I checked into the hotel, got the key, went to the designated floor and room number, unlocked the door and found somebody else's belongings in the room! Obviously it was somebody else's room. The receptionist made a mistake more common than often believed. The same thing happened to a friend in Genève and to another friend in Chattanooga. Best to be extra careful, the consequence can be very very nasty indeed.
I was at Montréal General Hospital for a conference. Took the chance to visit Tzu Chi volunteers, who answered my phone call with a leaping spirit, "我们大家都在等你呀!" ("We are all waiting for you!" in Mandarin). This is the Taiwan-based Buddhist organisation whose international mission and relief work I hope to get involved one day.
Vancouver, Canada — I was just exploring my bearings as a new arrival to the city. I felt more and more certain, at some point absolutely sure, that there was something unmistakeable about this street. Or indeed, this neighbourhood. I noted the intersection: Main Street and Hastings. I got home and googled for Main Street and East Hastings. The answer laid bare. Over the 20 months that followed, I spent many weekends and off days here, trying to understand the place, combing the streets, chatting with folks, tailing prostitutes.
Downtown Eastside (DTES) is 45 minutes' bus ride away from where I stay, the university endowment land — the wealthiest neighbourhood in Canada. UBC is for University of British Columbia.
DTES is famed as the poorest postcode of Canada. I find the place needing comprehension because it is the sort of poverty I haven't seen. I don't know, maybe Mother Teresa hadn't either. Genève is no short of addicts but the addicts in Geneva are just not like this; they are in many ways normal people. I had mothers with crying eyes begging in front of me but those mothers have a life to live for, no matter how trying. In India crowds of kids beg and fight over their findings, but their eyes sparkle. Even in the favelas of South America, that a slum is a slum can be seen in the poor-quality housing and messy electric-cable bundles but the people are pretty much normal people who gossip about and fight with their neighbours. That a slum is a slum is not recognised from people's faces. In Malaysia ill-treated foreign labourers at least have the motivation to pursue forbidden relationships.

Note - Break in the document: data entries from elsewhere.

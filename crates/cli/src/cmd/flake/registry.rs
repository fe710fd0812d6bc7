use anyhow::{Context, Result, bail};
use clap::Args;

use sprout_lib::flake::resolve::FlakeSource;
use sprout_lib::flake::{FlakeRef, Registries, Registry};
use sprout_lib::platform::paths::user_registry_path;

use crate::command::EvalArgs;
use crate::output::{print_mapping, print_success};

#[derive(Args)]
pub struct AddArgs {
  /// Flake id to add, with or without `flake:`
  #[arg(value_name = "FROM")]
  from: String,

  /// Flake reference the id resolves to
  #[arg(value_name = "TO")]
  to: String,
}

#[derive(Args)]
pub struct RemoveArgs {
  #[arg(value_name = "ID")]
  id: String,
}

#[derive(Args)]
pub struct PinArgs {
  #[command(flatten)]
  eval: EvalArgs,

  #[arg(value_name = "ID")]
  id: String,
}

fn registry_id(input: &str) -> String {
  input.strip_prefix("flake:").unwrap_or(input).to_string()
}

pub fn list() -> Result<()> {
  let registries = Registries::from_env()
    .load_all()
    .context("Failed to load flake registries")?;
  for (source, registry) in &registries {
    for (id, uri) in registry.entries() {
      print_mapping(&format!("{} flake:{id}", source.as_str()), uri);
    }
  }
  Ok(())
}

pub fn add(args: &AddArgs) -> Result<()> {
  FlakeRef::parse(&args.to).with_context(|| format!("Invalid flake reference '{}'", args.to))?;
  let path = user_registry_path();
  let mut registry = Registry::load(&path)?;
  let id = registry_id(&args.from);
  registry.add(&id, &args.to);
  registry.save(&path)?;
  print_success(&format!("Added flake:{id} to {}", path.display()));
  Ok(())
}

pub fn remove(args: &RemoveArgs) -> Result<()> {
  let path = user_registry_path();
  let mut registry = Registry::load(&path)?;
  let id = registry_id(&args.id);
  if !registry.remove(&id) {
    bail!("flake:{id} is not in the user registry");
  }
  registry.save(&path)?;
  print_success(&format!("Removed flake:{id}"));
  Ok(())
}

/// Replace the entry for `id` with the locked reference of what it resolves to now.
pub fn pin(args: &mut PinArgs) -> Result<()> {
  let id = registry_id(&args.id);
  let evaluator = args.eval.get_eval_state()?;
  let target = evaluator.lookup(&FlakeRef::parse(&format!("flake:{id}"))?)?;
  let source = evaluator.fetch(&target)?;

  let path = user_registry_path();
  let mut registry = Registry::load(&path)?;
  registry.add(&id, source.locked.to_string());
  registry.save(&path)?;
  print_success(&format!("Pinned flake:{id} to {}", source.locked));
  Ok(())
}

#[cfg(test)]
mod tests {
  use super::*;

  #[test]
  fn registry_ids_drop_the_scheme() {
    assert_eq!(registry_id("flake:tools"), "tools");
    assert_eq!(registry_id("tools"), "tools");
  }
}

Nothing of that sort in this corner of Vancouver, those people are just dead men drifting. I just couldn't understand. It has the highest social service per head than anywhere else; a million dollars per day gets poured in there. Something is just horribly, horribly wrong here in Canada.
In the early months I kept discovering corners even more dire than those I had already befriended. At some point I discovered Oppenheimer Park. Now dispersed, it used to be a park full of tents for the homeless. The neighbourhood is such bloody hell that I felt punctured, felt like dropping down by the curb opposite that mass of mess of disfigured creatures.